Since I had read about this happening to other people, I knew some of what to do. I had seen all those “when you get fired” feature stories in the newspapers. So I was ready, right there in the middle of my worst conversation ever, to ask for my severance package in writing. I felt like a champ then, like I had passed a little Life Test, but then later I forgot to pick up the piece of paper. I guess I will forgive myself: my brain has been swirling with worries, like how I was going to pay the mortgage and why I ever went into journalism in the first place.
Maybe I did not do such a hot job of hitting all the right notes, but neither did anybody else.
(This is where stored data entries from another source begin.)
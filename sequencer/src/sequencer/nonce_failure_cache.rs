// (c) Cartesi and individual authors (see AUTHORS)
// SPDX-License-Identifier: Apache-2.0 (see LICENSE)

use std::time::Duration;

use alloy_primitives::Address;
use lru::LruCache;
use rollup_core::application::NonceError;
use tokio::time::Instant;

use super::types::QueueItem;

/// A parked transaction whose nonce is ahead of its sender's account.
#[derive(Debug)]
pub(crate) struct NonceFailure {
    pub item: QueueItem,
    pub error: NonceError,
    pub expiry: Instant,
}

/// Called for every entry that leaves the cache without being revived. Must not block.
pub(crate) type EvictHandler = Box<dyn Fn(NonceFailure) + Send + Sync>;

/// Transactions waiting for their predecessor nonce, keyed by `(sender, nonce)`.
///
/// Entries leave in one of three ways: revived when the predecessor commits, evicted on
/// expiry or overflow, or cleared. Only revival skips the eviction handler.
pub(crate) struct NonceFailureCache {
    entries: LruCache<(Address, u64), NonceFailure>,
    capacity: usize,
    expiry: Duration,
    on_evict: EvictHandler,
}

impl NonceFailureCache {
    pub fn new(capacity: usize, expiry: Duration, on_evict: EvictHandler) -> Self {
        Self {
            entries: LruCache::unbounded(),
            capacity,
            expiry,
            on_evict,
        }
    }

    pub fn len(&self) -> usize {
        self.entries.len()
    }

    pub fn is_empty(&self) -> bool {
        self.entries.is_empty()
    }

    pub fn contains(&self, error: &NonceError) -> bool {
        self.entries.contains(&(error.sender, error.tx_nonce))
    }

    /// Parks `item`. Returns how many older entries overflowed out of the cache.
    ///
    /// An entry that is already parked, or one that is already past its expiry, is failed
    /// with `error` right away.
    pub fn add(&mut self, error: NonceError, item: QueueItem) -> usize {
        let expiry = item.first_seen + self.expiry;
        if self.contains(&error) || Instant::now() > expiry {
            item.respond(Err(error.into()));
            return 0;
        }
        self.entries.put(
            (error.sender, error.tx_nonce),
            NonceFailure {
                item,
                error,
                expiry,
            },
        );
        self.shrink_to(self.capacity)
    }

    /// Removes the entry for `(sender, nonce)` without calling the eviction handler.
    pub fn revive(&mut self, sender: Address, nonce: u64) -> Option<QueueItem> {
        self.entries
            .pop(&(sender, nonce))
            .map(|failure| failure.item)
    }

    /// Evicts every expired entry, oldest first. Returns when the next entry expires.
    pub fn expire(&mut self, now: Instant) -> Option<Instant> {
        loop {
            let expiry = self.entries.peek_lru().map(|(_, failure)| failure.expiry)?;
            if expiry > now {
                return Some(expiry);
            }
            self.evict_oldest();
        }
    }

    /// Takes the oldest entry out without calling the eviction handler.
    pub fn pop_oldest(&mut self) -> Option<QueueItem> {
        self.entries.pop_lru().map(|(_, failure)| failure.item)
    }

    /// Shrinking evicts the oldest entries.
    pub fn resize(&mut self, capacity: usize) -> usize {
        self.capacity = capacity;
        self.shrink_to(capacity)
    }

    pub fn set_expiry(&mut self, expiry: Duration) {
        self.expiry = expiry;
    }

    pub fn clear(&mut self) {
        self.shrink_to(0);
    }

    fn shrink_to(&mut self, capacity: usize) -> usize {
        let mut evicted = 0;
        while self.entries.len() > capacity {
            self.evict_oldest();
            evicted += 1;
        }
        evicted
    }

    fn evict_oldest(&mut self) {
        if let Some((_, failure)) = self.entries.pop_lru() {
            (self.on_evict)(failure);
        }
    }
}

#[cfg(test)]
mod tests {
    use super::*;
    use crate::sequencer::SubmitError;
    use crate::sequencer::types::SubmitResult;
    use alloy_primitives::U256;
    use rollup_core::transaction::{LEGACY_TX_TYPE, Transaction, TxBody};
    use std::sync::{Arc, Mutex};
    use tokio::sync::oneshot;

    fn parked(sender: Address, nonce: u64) -> (NonceError, QueueItem, oneshot::Receiver<SubmitResult>) {
        let tx = Transaction::new(
            LEGACY_TX_TYPE,
            TxBody {
                sender,
                nonce,
                gas_limit: 21_000,
                max_fee_per_gas: 1,
                to: Address::ZERO,
                value: U256::ZERO,
                data: Vec::new().into(),
            },
        );
        let (item, result) = QueueItem::new(tx, None, None);
        let error = NonceError {
            sender,
            tx_nonce: nonce,
            state_nonce: 0,
        };
        (error, item, result)
    }

    fn recording_cache(capacity: usize) -> (NonceFailureCache, Arc<Mutex<Vec<u64>>>) {
        let evicted = Arc::new(Mutex::new(Vec::new()));
        let sink = Arc::clone(&evicted);
        let cache = NonceFailureCache::new(
            capacity,
            Duration::from_secs(60),
            Box::new(move |failure: NonceFailure| {
                sink.lock().expect("sink").push(failure.error.tx_nonce);
                let error = failure.error;
                failure.item.respond(Err(error.into()));
            }),
        );
        (cache, evicted)
    }

    #[tokio::test]
    async fn overflow_evicts_oldest_through_handler() {
        let sender = Address::repeat_byte(1);
        let (mut cache, evicted) = recording_cache(2);
        let mut results = Vec::new();
        for nonce in 1..=3 {
            let (error, item, result) = parked(sender, nonce);
            results.push(result);
            let overflowed = cache.add(error, item);
            assert_eq!(overflowed, usize::from(nonce == 3));
        }

        assert_eq!(*evicted.lock().expect("evicted"), vec![1]);
        assert!(matches!(
            results.remove(0).await.expect("result"),
            Err(SubmitError::Nonce(_))
        ));
        assert_eq!(cache.len(), 2);
    }

    #[tokio::test]
    async fn revived_entries_never_reach_the_handler() {
        let sender = Address::repeat_byte(2);
        let (mut cache, evicted) = recording_cache(4);
        let (error, item, _result) = parked(sender, 5);
        cache.add(error, item);

        let revived = cache.revive(sender, 5).expect("parked entry");
        assert_eq!(revived.tx.nonce(), 5);
        assert!(cache.revive(sender, 5).is_none());
        cache.clear();
        assert!(evicted.lock().expect("evicted").is_empty());
    }

    #[tokio::test]
    async fn double_park_fails_the_second_item() {
        let sender = Address::repeat_byte(3);
        let (mut cache, _evicted) = recording_cache(4);
        let (error, item, _first) = parked(sender, 2);
        cache.add(error, item);
        let (error, item, second) = parked(sender, 2);
        assert!(cache.contains(&error));
        cache.add(error, item);

        let result = second.await.expect("result");
        assert_eq!(result, Err(SubmitError::Nonce(error)));
        assert_eq!(cache.len(), 1);
    }

    #[tokio::test(start_paused = true)]
    async fn expiry_sweep_evicts_in_order_and_reports_next_deadline() {
        let sender = Address::repeat_byte(4);
        let (mut cache, evicted) = recording_cache(8);
        cache.set_expiry(Duration::from_secs(1));

        let (error, item, _a) = parked(sender, 1);
        cache.add(error, item);
        tokio::time::advance(Duration::from_millis(500)).await;
        let (error, item, _b) = parked(sender, 2);
        cache.add(error, item);

        let now = Instant::now();
        let next = cache.expire(now).expect("entries pending");
        assert_eq!(next - now, Duration::from_millis(500));

        tokio::time::advance(Duration::from_millis(600)).await;
        let next = cache.expire(Instant::now()).expect("one entry left");
        assert_eq!(*evicted.lock().expect("evicted"), vec![1]);

        tokio::time::advance(next - Instant::now()).await;
        assert_eq!(cache.expire(Instant::now()), None);
        assert_eq!(*evicted.lock().expect("evicted"), vec![1, 2]);
        assert!(cache.is_empty());
    }

    #[tokio::test]
    async fn shrinking_evicts_and_pop_oldest_skips_handler() {
        let sender = Address::repeat_byte(5);
        let (mut cache, evicted) = recording_cache(4);
        let mut receivers = Vec::new();
        for nonce in 1..=3 {
            let (error, item, result) = parked(sender, nonce);
            receivers.push(result);
            cache.add(error, item);
        }

        assert_eq!(cache.resize(2), 1);
        assert_eq!(*evicted.lock().expect("evicted"), vec![1]);
        let oldest = cache.pop_oldest().expect("oldest");
        assert_eq!(oldest.tx.nonce(), 2);
        assert_eq!(*evicted.lock().expect("evicted"), vec![1]);
        assert_eq!(cache.len(), 1);
    }
}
It turns out that what we really need is a few feature stories on what the rest of you should and should not do when I get fired—or when it happens to someone you love, or even just like.
Here are my tips on how the un-fired should respond:
∙ Do not tell me it’s going to be better in the long run. You don’t know that, I don’t know that. Only God knows that—and she’s probably not focusing on my job search, what with so much of her time being spent on the Middle East.
∙ But do say something. The only people I hate this week are the ones who were silent; especially the upper-echelon folks I worked with for a long time (seemed longer than it was). They should have made a phone call or dropped by my office to say something, however inadequate or untruthful. Show some class, people.
∙ Don’t expect me to concentrate. I haven’t been this distracted since my romantic breakup of 2002. This time I got dumped by a media company instead of Mr. Wrong, but the physical shock is the same. I cannot concentrate on anything, which maybe is a good thing. I especially cannot concentrate on your whining about your job, cause I keep thinking how ungrateful you are that you still have one.
My mood goes back and forth. Sometimes I think that everything really will be okay, sometimes not. In a darker moment one night I told my mom that I was probably going to shoot myself. “I don’t really think you should do that,” she said. “I don’t think that’s the answer yet.”
I love my mom and I’m taking her advice, but the “yet” reminds me that these are tough times in a tough town.